Q4. 将来は化学とどう関わっていきたいですか?

電気化学、物理化学は好きですね。最近は機械学習とか数学とか、自分の本来の専門とは全然違う分野の論文を読んだりしますが、やっぱり電気化学の論文を読むとホッとする安心感があります。燃料電池や水電解など、クリーンエネルギーの観点から電気化学への期待も高まっているので、当分は電気化学・触媒化学に関する研究を続けたいと思っています。

でも、多分ですが私は化学者(Chemist)というよりも、科学者(Scientist)に近いと思います。自分が世界初で合成した分子があるわけでもなく、特にお気に入りの元素があるわけでもありません。あるのは、「世の中にはどんな法則が隠れているのだろう?」という興味です。今回の研究は良い触媒の背後に潜む法則に関するものですが、生物進化や代謝のネットワーク構造など、もっと広い範囲で法則を見つけたいと思っています。たくさんの分子が関わる生物プロセスも、突き詰めれば化学反応の集まりなので、化学の言葉で説明できるはずだと信じています。どんな複雑系でも熱力学の制約には逆らえないので、熱力学・物理化学は自然界の法則を探す、強力な切り口になると思っています。

Q5. 最後に、読者の皆さんにメッセージをお願いします。

研究中に何が楽しいかは人によって違うと思いますが、私の場合は何か新しいことを理解すること、そしてそれを世界とシェアできることが素直にうれしいです。以前オランダに留学した際の指導教官の先生は、よく”Science was a gentleman’s hobby”と言っていました。過去のエリート紳士たちは、シャーロック・ホームズのように、自分の興味の思うままに実験したのでしょう。現代では、国から研究費の支援を受けて研究をするので、個人の興味だけに突っ走ることはできなくなりました。それでも、自分の知的好奇心にマッチする切り口が見つかれば、趣味のように研究を楽しみながら、社会課題に貢献するアウトプットも可能だと思っています。
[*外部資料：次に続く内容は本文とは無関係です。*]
//! ---
//! flt_section: "01-core-functionality"
//! flt_subsection: "module"
//! flt_type: "source"
//! flt_scope: "code"
//! flt_description: "Discovery resource generation, caching, and polling."
//! flt_version: "v0.0.0-prealpha"
//! flt_owner: "tbd"
//! ---
use std::collections::{BTreeSet, HashMap};
use std::time::Duration;

use parking_lot::RwLock;

use crate::resources::ResourcePayload;
use crate::{Result, XdsError};

/// Discovery channels a snapshot carries resources for.
#[derive(Debug, Clone, Copy, PartialEq, Eq, Hash)]
pub enum ResourceType {
    Runtime,
    ExtensionConfig,
}

/// One resource plus the optional TTL that makes the discovery server
/// heartbeat it.
#[derive(Debug, Clone, PartialEq)]
pub struct TtlResource {
    pub name: String,
    pub payload: ResourcePayload,
    pub ttl: Option<Duration>,
}

/// Versioned resource set for one resource type.
#[derive(Debug, Clone, PartialEq)]
pub struct VersionedResources {
    /// Content checksum of the payload; changes iff the payload does.
    pub version: String,
    pub items: Vec<TtlResource>,
}

/// Per-cluster snapshot held by the snapshot cache.
#[derive(Debug, Clone, Default, PartialEq)]
pub struct ClusterSnapshot {
    pub runtime: Option<VersionedResources>,
    pub extension: Option<VersionedResources>,
}

impl ClusterSnapshot {
    /// Cached version string for one resource type, if present.
    pub fn version(&self, resource_type: ResourceType) -> Option<&str> {
        let slot = match resource_type {
            ResourceType::Runtime => &self.runtime,
            ResourceType::ExtensionConfig => &self.extension,
        };
        slot.as_ref().map(|versioned| versioned.version.as_str())
    }
}

/// Boundary to the discovery server's versioned, per-cluster resource
/// store. The wire protocol behind it is out of scope; the poller only
/// needs get/set plus the set of cluster keys with live connections.
pub trait SnapshotCache: Send + Sync {
    fn get_snapshot(&self, cluster: &str) -> Result<ClusterSnapshot>;
    fn set_snapshot(&self, cluster: &str, snapshot: ClusterSnapshot) -> Result<()>;
    /// All cluster keys ever seen by a live discovery connection.
    fn get_status_keys(&self) -> Vec<String>;
}

/// In-memory snapshot cache used by the daemon wiring and tests.
#[derive(Default)]
pub struct InMemorySnapshotCache {
    snapshots: RwLock<HashMap<String, ClusterSnapshot>>,
    status_keys: RwLock<BTreeSet<String>>,
}

impl InMemorySnapshotCache {
    pub fn new() -> Self {
        Self::default()
    }

    /// Record a cluster as having a live discovery connection. Called
    /// by the discovery server when a proxy stream opens.
    pub fn register_cluster(&self, cluster: &str) {
        self.status_keys.write().insert(cluster.to_owned());
    }
}

impl SnapshotCache for InMemorySnapshotCache {
    fn get_snapshot(&self, cluster: &str) -> Result<ClusterSnapshot> {
        self.snapshots
            .read()
            .get(cluster)
            .cloned()
            .ok_or_else(|| XdsError::UnknownCluster(cluster.to_owned()))
    }

    fn set_snapshot(&self, cluster: &str, snapshot: ClusterSnapshot) -> Result<()> {
        self.snapshots.write().insert(cluster.to_owned(), snapshot);
        Ok(())
    }

    fn get_status_keys(&self) -> Vec<String> {
        self.status_keys.read().iter().cloned().collect()
    }
}

/// Per-cluster record of the ECDS resource names proxies have
/// requested, populated by the discovery server's request callback and
/// read by the poller to know which names to retract on removal.
#[derive(Default)]
pub struct ResourceNameTracker {
    names: RwLock<HashMap<String, BTreeSet<String>>>,
}

impl ResourceNameTracker {
    pub fn new() -> Self {
        Self::default()
    }

    /// Record names from one discovery request.
    pub fn record(&self, cluster: &str, requested: &[String]) {
        if requested.is_empty() {
            return;
        }
        let mut names = self.names.write();
        let entry = names.entry(cluster.to_owned()).or_default();
        for name in requested {
            entry.insert(name.clone());
        }
    }

    /// Every resource name this cluster has ever requested.
    pub fn names_for(&self, cluster: &str) -> Vec<String> {
        self.names
            .read()
            .get(cluster)
            .map(|set| set.iter().cloned().collect())
            .unwrap_or_default()
    }
}

#[cfg(test)]
mod tests {
    use super::*;
    use crate::resources::RuntimeLayer;

    fn snapshot(version: &str) -> ClusterSnapshot {
        ClusterSnapshot {
            runtime: Some(VersionedResources {
                version: version.to_owned(),
                items: vec![TtlResource {
                    name: "faults".to_owned(),
                    payload: ResourcePayload::Runtime(RuntimeLayer::new("faults")),
                    ttl: None,
                }],
            }),
            extension: None,
        }
    }

    #[test]
    fn get_set_round_trip() {
        let cache = InMemorySnapshotCache::new();
        assert!(matches!(
            cache.get_snapshot("cluster-a"),
            Err(XdsError::UnknownCluster(_))
        ));

        cache.set_snapshot("cluster-a", snapshot("v1")).unwrap();
        let stored = cache.get_snapshot("cluster-a").unwrap();
        assert_eq!(stored.version(ResourceType::Runtime), Some("v1"));
        assert_eq!(stored.version(ResourceType::ExtensionConfig), None);
    }

    #[test]
    fn status_keys_track_connections_not_snapshots() {
        let cache = InMemorySnapshotCache::new();
        cache.set_snapshot("cluster-a", snapshot("v1")).unwrap();
        assert!(cache.get_status_keys().is_empty());

        cache.register_cluster("cluster-b");
        cache.register_cluster("cluster-a");
        assert_eq!(cache.get_status_keys(), vec!["cluster-a", "cluster-b"]);
    }

    #[test]
    fn tracker_accumulates_names() {
        let tracker = ResourceNameTracker::new();
        tracker.record("cluster-a", &["envoy.extension_config".to_owned()]);
        tracker.record("cluster-a", &["custom.fault_filter".to_owned()]);
        tracker.record("cluster-b", &[]);

        assert_eq!(
            tracker.names_for("cluster-a"),
            vec!["custom.fault_filter".to_owned(), "envoy.extension_config".to_owned()]
        );
        assert!(tracker.names_for("cluster-b").is_empty());
    }
}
この切り口を見つける上で、私はとにかく、離れた分野の知見がどこかで繋がっていないか、意識的に見ています。そして、一見すると関連性がないように見えることを融合できれば、自然と独創性も付いてくるし、そこから得られる理解も新鮮なものになります。ここまで来たら、あとは迷わず論文を書いて、「ねぇ、面白いこと分かったよ!」と世界にシェアするだけです。もちろん、実際には欲しい結果が得られなかったり、途中で方向転換したりでうまく行くことばかりではありませんが、自分の中で理想パターンというか、道しるべがあると、壁に直面した時も大きな目標を見失わずに進めると思います。この記事が大学生・院生の皆さんにとって、研究の楽しさを見つける上で何かのきっかけになれば幸いです。